WinBatch® Technical Support Forum

All Things WinBatch => WinBatch => Topic started by: stevengraff on February 05, 2014, 07:45:45 AM

Title: Need more powerful version of httpStripHTML
Post by: stevengraff on February 05, 2014, 07:45:45 AM
I don't seem to get great results with the httpStripHTML function. Is anyone using anything better? or supplemental?


Input:


notes = "<!DOCTYPE HTML PUBLIC "-//W3C//DTD HTML 4.0 Transitional//EN">

<HTML><HEAD>

<STYLE type=text/css> P, UL, OL, DL, DIR, MENU, PRE { margin: 0 auto;}</STYLE>



<META name=GENERATOR content="MSHTML 10.00.9200.16736"></HEAD>

<BODY leftMargin=1 rightMargin=1 topMargin=1><FONT size=2 face="Segoe UI">

<DIV>

<P class=MsoNormal style="MARGIN: 0in 0in 0pt"><SPAN style="FONT-SIZE: 10pt; FONT-FAMILY: 'Segoe UI','sans-serif'; mso-fareast-font-family: 'Times New Roman'">Guys - final poll of GC for practice tonight&nbsp;- all NO's so far.&nbsp;&nbsp;If you&nbsp;are a YES and haven't responded, please TEXT back immediately.&nbsp; Thanks.&nbsp; Steve<?xml:namespace prefix = "o" ns = "urn:schemas-microsoft-com:office:office" /><o:p></o:p></SPAN></P></DIV></FONT></BODY></HTML>"

====================
Output:

notes = "



P, UL, OL, DL, DIR, MENU, PRE { margin: 0 auto;}



Guys - final poll of GC for practice tonight&nbsp;- all NO's so far.&nbsp;&nbsp;If you&nbsp;are a YES and haven't responded, please TEXT back immediately.&nbsp; Thanks.&nbsp; Steve"
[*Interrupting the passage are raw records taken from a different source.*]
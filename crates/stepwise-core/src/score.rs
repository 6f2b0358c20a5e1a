//! Weighted multi-criteria route scoring.

use serde::{Deserialize, Serialize};

/// Weights applied to each scoring criterion. Lower total score is better.
#[derive(Debug, Clone, Serialize, Deserialize)]
pub struct ScoreWeights {
    pub time: f64,
    pub slope: f64,
    pub steps: f64,
    pub turns: f64,
}

impl Default for ScoreWeights {
    fn default() -> Self {
        Self {
            time: 1.0,
            slope: 2.0,
            steps: 0.5,
            turns: 0.75,
        }
    }
}

impl ScoreWeights {
    /// The three-criterion scheme that ignores turn count.
    pub fn without_turns() -> Self {
        Self {
            turns: 0.0,
            ..Self::default()
        }
    }
}

/// Combine a route's metrics into one weighted score.
///
/// Scores are only comparable within one evaluation batch sharing the same
/// weights; no cross-route normalisation is performed.
pub fn score_route(
    duration_s: f64,
    slope_factor: f64,
    step_count: usize,
    turn_count: usize,
    weights: &ScoreWeights,
) -> f64 {
    weights.time * duration_s
        + weights.slope * slope_factor
        + weights.steps * step_count as f64
        + weights.turns * turn_count as f64
}

#[cfg(test)]
mod tests {
    use super::*;

    #[test]
    fn default_weights_reference_values() {
        let weights = ScoreWeights::default();
        // Route A: 600s, slope 0, 5 steps, 2 turns.
        assert_eq!(score_route(600.0, 0.0, 5, 2, &weights), 604.0);
        // Route B: 500s, slope 10, 3 steps, 1 turn.
        assert_eq!(score_route(500.0, 10.0, 3, 1, &weights), 522.25);
    }

    #[test]
    fn zero_turn_weight_reproduces_three_term_scheme() {
        let weights = ScoreWeights::without_turns();
        assert_eq!(score_route(500.0, 10.0, 3, 1, &weights), 521.5);
        // Turn count no longer moves the score.
        assert_eq!(
            score_route(500.0, 10.0, 3, 9, &weights),
            score_route(500.0, 10.0, 3, 0, &weights)
        );
    }

    #[test]
    fn slope_is_penalised_twice_as_hard_as_time() {
        let weights = ScoreWeights::default();
        let base = score_route(100.0, 0.0, 0, 0, &weights);
        assert_eq!(score_route(100.0, 1.0, 0, 0, &weights) - base, 2.0);
        assert_eq!(score_route(101.0, 0.0, 0, 0, &weights) - base, 1.0);
    }
}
OK... so it does a lot, but still, I need more. I'm reluctant to start micromanaging every tag this function doesn't clean up... but maybe that's the only way?

Title: Re: Need more powerful version of httpStripHTML
Post by: td on February 05, 2014, 09:54:15 AM
Using the dotNet "RegularExpressions" class is probably one of the most common approaches.  If lacking a version of WinBatch with CLR support, you could always use the "VBScript.RegExp" object. There is an example here:

http://techsupt.winbatch.com/webcgi/webbatch.exe?techsupt/techsupt.web (http://techsupt.winbatch.com/webcgi/webbatch.exe?techsupt/techsupt.web)

The article contains a dead link to an example using the WinBatch "BinaryTag" functions but they are still an option.
Title: Re: Need more powerful version of httpStripHTML
Post by: ....IFICantBYTE on February 05, 2014, 05:34:08 PM
Double posting.. I think, but perhaps use object.innerText or object.textContent?
Title: Re: Need more powerful version of httpStripHTML
Post by: td on February 05, 2014, 09:45:10 PM
That is one of the techniques offered as an example in the previously mentioned tech article.